When my sons were teenagers, my wife worked an early morning shift for a period of time, so I was responsible for getting them ready for school. This included breakfast duty, so I prepared a nutritious daily feast of Graham crackers, covered with peanut butter and chocolate chips. (That’s me, Mr. Health Food.)
The boys visited on Thanksgiving last week, so I thought it would be fun to re-create their beloved breakfast snack. For the first time in about 15 years, I bought a box of Nabisco Graham crackers. Much to my surprise, something was very different this time. The cracker, which long ago was wide and sturdy, was now thin and brittle. It used to be about the size of my hand, but now seemed to be about two-thirds of its former width, and unless handled with care, would crack into pieces.
As any man in the kitchen would do, I immediately complained to my wife. “Is it just me, or has someone shrunk my Graham crackers?”
“Oh, don’t get me started,” she replied. She went on to detail a litany of recipe measurement nightmares. Boxes of cake and brownie mixes no longer fill the pans. Many canned products now contain less ingredients than the recipe requires.
Pop Tarts are a shadow of their former selves. Cereal boxes have been narrowed. Vanilla wafers are tiny. Ice cream sandwiches, once a substantial dessert, are now “three bites and done.” Shouldn’t they rename Brown Cows to Brown Calves? If the downsizing continues, that smiling little girl on the snack cake boxes may have to change her name from Debbie to Deb just to fit on the label. We are now apparently paying for extra air in the potato chip bags.
The 21st century retail practice is, “Reduce the size, retain the price.” Everything you buy appears to be thinner and smaller. Remember those big bars of soap? Look at them now. Check out the hollowed-out bottoms of juice bottles and peanut butter jars. They still stand tall on the shelves, but there is 10% less product inside.
This sneaky downsizing practice started several years ago. The first product I noticed was the traditional half gallon of ice cream. Suddenly, and without warning, the packaging was reduced from 64 ounces to 56 ounces, and is currently 48 ounces. The price stayed the same, and the ice cream company probably figured no one could tell the difference. Are you kidding me? It’s ice cream, for goodness sake. It reminded me of fourth grade lunch in the cafeteria. You know, when one kid would distract you, and the other kid would take a bite out of your fudge brownie, as if you wouldn’t notice. Oh yes, I noticed.

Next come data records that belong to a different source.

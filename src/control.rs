//! Control surface: calibrate, reset, sensitivity, quit
//!
//! | Key          | Control               |
//! |--------------|-----------------------|
//! | `c`          | calibrate             |
//! | `r`          | reset calibration     |
//! | `+` / `=`    | sensitivity +0.1      |
//! | `-`          | sensitivity -0.1      |
//! | `q` / Esc    | quit                  |
//! | Ctrl+C       | quit (raw mode)       |

use crossterm::event::{self, Event, KeyCode, KeyEvent, KeyEventKind, KeyModifiers};
use crossterm::terminal::{disable_raw_mode, enable_raw_mode};
use std::time::Duration;

/// User command for the session
#[derive(Debug, Clone, Copy, PartialEq, Eq)]
pub enum Control {
    Calibrate,
    Reset,
    IncreaseSensitivity,
    DecreaseSensitivity,
    Quit,
}

/// Map a terminal key event to a control, if it is bound
pub fn control_for_key(key: &KeyEvent) -> Option<Control> {
    if key.kind != KeyEventKind::Press {
        return None;
    }

    match key.code {
        KeyCode::Char('c') if key.modifiers.contains(KeyModifiers::CONTROL) => Some(Control::Quit),
        KeyCode::Char('c') | KeyCode::Char('C') => Some(Control::Calibrate),
        KeyCode::Char('r') | KeyCode::Char('R') => Some(Control::Reset),
        KeyCode::Char('+') | KeyCode::Char('=') => Some(Control::IncreaseSensitivity),
        KeyCode::Char('-') => Some(Control::DecreaseSensitivity),
        KeyCode::Char('q') | KeyCode::Char('Q') | KeyCode::Esc => Some(Control::Quit),
        _ => None,
    }
}

/// Source of control commands, checked once per frame
pub trait ControlInput {
    /// Wait up to `timeout` for a control
    fn poll(&mut self, timeout: Duration) -> anyhow::Result<Option<Control>>;
}

/// No interactive controls (headless mode)
pub struct NoControls;

impl ControlInput for NoControls {
    fn poll(&mut self, _timeout: Duration) -> anyhow::Result<Option<Control>> {
        Ok(None)
    }
}

/// Controls read from the terminal in raw mode
///
/// Raw mode is enabled on construction and restored on drop.
pub struct TerminalControls {
    _private: (),
}

impl TerminalControls {
    pub fn new() -> anyhow::Result<Self> {
        enable_raw_mode()?;
        Ok(Self { _private: () })
    }
}

impl Drop for TerminalControls {
    fn drop(&mut self) {
        let _ = disable_raw_mode();
    }
}

impl ControlInput for TerminalControls {
    fn poll(&mut self, timeout: Duration) -> anyhow::Result<Option<Control>> {
        if !event::poll(timeout)? {
            return Ok(None);
        }
        match event::read()? {
            Event::Key(key) => Ok(control_for_key(&key)),
            _ => Ok(None),
        }
    }
}
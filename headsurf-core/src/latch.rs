//! Per-direction fire latches
//!
//! A latch is set when its direction fires and stays set until the sample
//! returns to the full neutral box, at which point all four clear together.

use crate::types::Action;

/// Latch flags for the four directions
#[derive(Debug, Clone, Copy, Default, PartialEq, Eq)]
pub struct LatchState {
    up: bool,
    down: bool,
    left: bool,
    right: bool,
}

impl LatchState {
    pub fn new() -> Self {
        Self::default()
    }

    /// Whether `action` has already fired during the current excursion
    pub fn is_latched(&self, action: Action) -> bool {
        match action {
            Action::Jump => self.up,
            Action::Slide => self.down,
            Action::Left => self.left,
            Action::Right => self.right,
        }
    }

    pub(crate) fn latch(&mut self, action: Action) {
        match action {
            Action::Jump => self.up = true,
            Action::Slide => self.down = true,
            Action::Left => self.left = true,
            Action::Right => self.right = true,
        }
    }

    /// Group reset; there is deliberately no way to clear a single latch.
    pub(crate) fn clear_all(&mut self) {
        *self = Self::default();
    }

    pub fn any(&self) -> bool {
        self.up || self.down || self.left || self.right
    }

    pub fn up(&self) -> bool {
        self.up
    }

    pub fn down(&self) -> bool {
        self.down
    }

    pub fn left(&self) -> bool {
        self.left
    }

    pub fn right(&self) -> bool {
        self.right
    }
}

#[cfg(test)]
mod tests {
    use super::*;

    #[test]
    fn test_latch_and_clear() {
        let mut latches = LatchState::new();
        assert!(!latches.any());

        latches.latch(Action::Jump);
        latches.latch(Action::Right);
        assert!(latches.up());
        assert!(latches.right());
        assert!(!latches.is_latched(Action::Slide));
        assert!(!latches.is_latched(Action::Left));

        latches.clear_all();
        assert_eq!(latches, LatchState::default());
    }
}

I later observed five pound bags of sugar had become four pound bags, again with no price drop. But I wanted FIVE pounds. Stop the trickery, just raise the price. At the rate things are going, I wouldn’t be surprised if the local gas station put up a big sign saying “Regular gas $2.49,” followed by “¾ of a gallon” in small print.
One sharp-eyed Facebook friend even showed proof that toilet paper rolls are not as wide as they used to be. I find this fascinating, because from my observations, Americans ARE wider than they used to be. Just saying.
Everything is shrinking. Big Macs are now, well ... Mid-size Macs. Whoppers are more like Whippersnappers. The candy bars of my youth now look more like the Tootsie Rolls of my youth. And between you and me, some items don’t taste as good as they once did, making me think they’re shorting us on sugar, flour and other ingredients too. Nutter Butters are becoming Nada Butters. I struggle to find the crème inside the Oreos, which now taste like wood chips. Animal crackers appear to be based on the critters in a petting zoo.
What’s going on? Do these manufacturers think we are this gullible? Do they read our Facebook posts, and assume we are ignorant? Wait, maybe that’s not my best argument.
There’s even a name for this: Shrinkflation. It has swiftly become a double whammy in 2021. As package and product sizes get smaller, companies are no longer shy about raising the price at the same time. In some cases, this is due to the pandemic and our supply chain issues. But in others, it is simply because they can. Their attitude is, “Everyone else is raising prices, so we will too. Customers are expecting it, and tolerating it.”
Their public relations teams are working overtime to create doublespeak. General Mills, responding to cereal box shrinkflation, admitted it had taken “pricing actions.” Charmin calls their toilet paper narrowing an “innovation.”
I have a better word for all this: “rip-off.”